Corriere della Sera - La Lettura
Tu, mio buio, piccola caverna
Una grave diagnosi apre in una coppia una spaccatura che Andrea Donaera esplora dal versante maschile
Lingua nitida, trasparente, eppure acida, attraversata da immagini crude che iniettano una consistente dose di energia a un periodare appassionato, per La colpa è mia, il terzo romanzo di Andrea Donaera. I capitoli si snodano con controllata velocità, ciascuno ha una sua calibrata lunghezza; ritmici e variabili i toni, grazie anche a passaggi che simulano i dialoghi presenti nei forum online. La narrazione non frena mai, lascia che lo sviluppo della vicenda proceda per via orizzontale, tutt’al più arricchita da brevi tocchi descrittivi. Tutte scelte decisive per traghettare il lettore dalla prima all’ultima pagina, farlo appassionare alla trama, desideroso di arrivare alla fine. Dunque, nessun arzigogolo barocco, nessuna velleità sperimentale di sorta.
«Di nuovo: non ricordo cosa è successo negli ultimi minuti. C’è un taglio brutale, come tra le scene di certi film montati male. Sto camminando, e Petrus è accanto a me. Alti uguali, lui un po’ zoppicante, le mani nelle tasche davanti del giubbotto sembrano muoversi sotto la cerniera chiusa, come se stessero impastando la pancia. La campana di una qualche chiesa suona. Le vie del centro storico sono buie e luminose allo stesso tempo, a quest’ora. Labirinti di pietra abbacinante»: la vita della giovane coppia composta da Aby e Bruno subisce un terribile cambiamento quando la ragazza scopre di avere un cancro al cervello. I loro felici programmi, in Puglia, vengono repentinamente accantonati.

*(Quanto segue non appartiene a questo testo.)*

//! SQL migration definitions for the cloudgraph database.
//!
//! Migrations are applied in order on database open. Each migration has a
//! version number and a batch of SQL statements.

/// A database migration with a version and SQL statements.
pub(crate) struct Migration {
    pub version: u32,
    pub description: &'static str,
    pub sql: &'static str,
}

/// All migrations, in ascending version order.
pub(crate) fn all_migrations() -> Vec<Migration> {
    vec![Migration {
        version: 1,
        description: "Initial schema: runs, entities, relationships, step_results",
        sql: r#"
-- Schema version tracking
CREATE TABLE IF NOT EXISTS schema_migrations (
    version   INTEGER PRIMARY KEY,
    applied_at TEXT NOT NULL DEFAULT (datetime('now'))
);

-- One row per ingestion run
CREATE TABLE IF NOT EXISTS runs (
    id          TEXT PRIMARY KEY,
    instance_id TEXT NOT NULL,
    started_at  TEXT NOT NULL,
    finished_at TEXT
);

CREATE INDEX IF NOT EXISTS idx_runs_instance ON runs(instance_id);

-- Entities collected during a run
CREATE TABLE IF NOT EXISTS entities (
    run_id     TEXT NOT NULL REFERENCES runs(id) ON DELETE CASCADE,
    key        TEXT NOT NULL,
    type       TEXT NOT NULL,
    class_json TEXT NOT NULL,
    data_json  TEXT NOT NULL,
    PRIMARY KEY (run_id, key)
);

CREATE INDEX IF NOT EXISTS idx_entities_type ON entities(run_id, type);

-- Relationships collected during a run
CREATE TABLE IF NOT EXISTS relationships (
    run_id    TEXT NOT NULL REFERENCES runs(id) ON DELETE CASCADE,
    key       TEXT NOT NULL,
    type      TEXT NOT NULL,
    class     TEXT NOT NULL,
    from_key  TEXT NOT NULL,
    to_key    TEXT NOT NULL,
    data_json TEXT NOT NULL,
    PRIMARY KEY (run_id, key)
);

CREATE INDEX IF NOT EXISTS idx_relationships_from ON relationships(run_id, from_key);
CREATE INDEX IF NOT EXISTS idx_relationships_to ON relationships(run_id, to_key);

-- Per-step outcome of a run, in execution order
CREATE TABLE IF NOT EXISTS step_results (
    run_id        TEXT NOT NULL REFERENCES runs(id) ON DELETE CASCADE,
    position      INTEGER NOT NULL,
    step_id       TEXT NOT NULL,
    status        TEXT NOT NULL,
    entities      INTEGER NOT NULL,
    relationships INTEGER NOT NULL,
    duration_ms   INTEGER,
    detail        TEXT,
    PRIMARY KEY (run_id, step_id)
);

INSERT INTO schema_migrations (version) VALUES (1);
"#,
    }]
}
//! Run-level domain types.

use chrono::{DateTime, Utc};
use serde::{Deserialize, Serialize};
use uuid::Uuid;

// ---------------------------------------------------------------------------
// RunId
// ---------------------------------------------------------------------------

/// A UUID v7 wrapper for ingestion run identifiers (time-sortable).
#[derive(Debug, Clone, PartialEq, Eq, Hash, Serialize, Deserialize)]
#[serde(transparent)]
pub struct RunId(pub Uuid);

impl RunId {
    /// Generate a new time-sortable run identifier.
    pub fn new() -> Self {
        Self(Uuid::now_v7())
    }
}

impl Default for RunId {
    fn default() -> Self {
        Self::new()
    }
}

impl std::fmt::Display for RunId {
    fn fmt(&self, f: &mut std::fmt::Formatter<'_>) -> std::fmt::Result {
        write!(f, "{}", self.0)
    }
}

impl std::str::FromStr for RunId {
    type Err = uuid::Error;

    fn from_str(s: &str) -> std::result::Result<Self, Self::Err> {
        Ok(Self(Uuid::parse_str(s)?))
    }
}

// ---------------------------------------------------------------------------
// StepRecord
// ---------------------------------------------------------------------------

/// Persisted outcome of one step in a run.
#[derive(Debug, Clone, PartialEq, Serialize, Deserialize)]
pub struct StepRecord {
    pub step_id: String,
    /// `success`, `failed`, `skipped` or `disabled`.
    pub status: String,
    pub entities: usize,
    pub relationships: usize,
    #[serde(default, skip_serializing_if = "Option::is_none")]
    pub duration_ms: Option<u64>,
    /// Failure message, or the failed dependency for skipped steps.
    #[serde(default, skip_serializing_if = "Option::is_none")]
    pub detail: Option<String>,
}

/// Persisted summary of a run.
#[derive(Debug, Clone, Serialize, Deserialize)]
pub struct RunRecord {
    pub id: RunId,
    pub instance_id: String,
    pub started_at: DateTime<Utc>,
    #[serde(default, skip_serializing_if = "Option::is_none")]
    pub finished_at: Option<DateTime<Utc>>,
}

Aby affronta la malattia con fredda, silenziosa, talvolta brusca accettazione. Ma è soprattutto Bruno a non riuscire ad affrontare la fatalità. I sentimenti per la ragazza sono pieni di sensi di colpa e di sentimenti ancora incendiari. Si sente afflitto da una sottile e lontana inferiorità; da una diversità violenta e insieme malinconica dalla quale non riesce a liberarsi. Si morde letteralmente il palmo della mano, lo fa spesso, ciò l’aiuta a non soffrire durante l’attesa, quella costellata di ricordi dei momenti cruciali dell’amore vissuto.
Senonché, a modificare questa traiettoria di solitudine esistenziale è l’incontro con una sorta di guru degli incel (involuntary celibate, celibi involontari), Petrus, rintracciato sui social, a cui deve fare un’intervista per il giornale dove lavora. Il primo incontro tra i due — carico di criptiche affermazioni sovversive annunciate da Petrus sulla dilagante perversione sociale che infesta il mondo — scatena in Bruno una reazione fisica, quasi di soffocamento, e insieme di oscura elevazione.
Seguirà, forse, i rivoluzionari e pericolosi dettami del guru, fino ad allontanarsi dall’amore per Aby? Si redimerà o cambierà la sua maschera interiore, poi quella esteriore?
Con uno stile da confessione senza filtri — Fame di Knut Hamsun e Bruges la morta di Georges Rodenbach sono i riferimenti letterari — che infuria indefesso attraverso grappoli metaforici atti ad accendere di immagini crudeli il fraseggio, Donaera non rinuncia all’onestà del realismo romanzesco. Non rinuncia neppure alla freddezza, quasi delicata, del monologo spietato al punto di lasciarci, con gradualità, dentro un moderno e interattivo dubbio dostoevskiano sul potere, nel bene e nel male, dell’amore. «Non so che cosa penso, non so dov’è che scivolo, Aby, mia piccola caverna, mio buio: come farò — leggiamo — a mentirti per tutto questo tempo? Sarai una persona morta, morta davvero, succederà forse davanti a me, succederà durante una parte di vita vissuta insieme, non in un domani lontano e remoto e fumoso, morirai non come moriranno tutti, no, sarai morta davvero: tra pochi anni, forse mesi».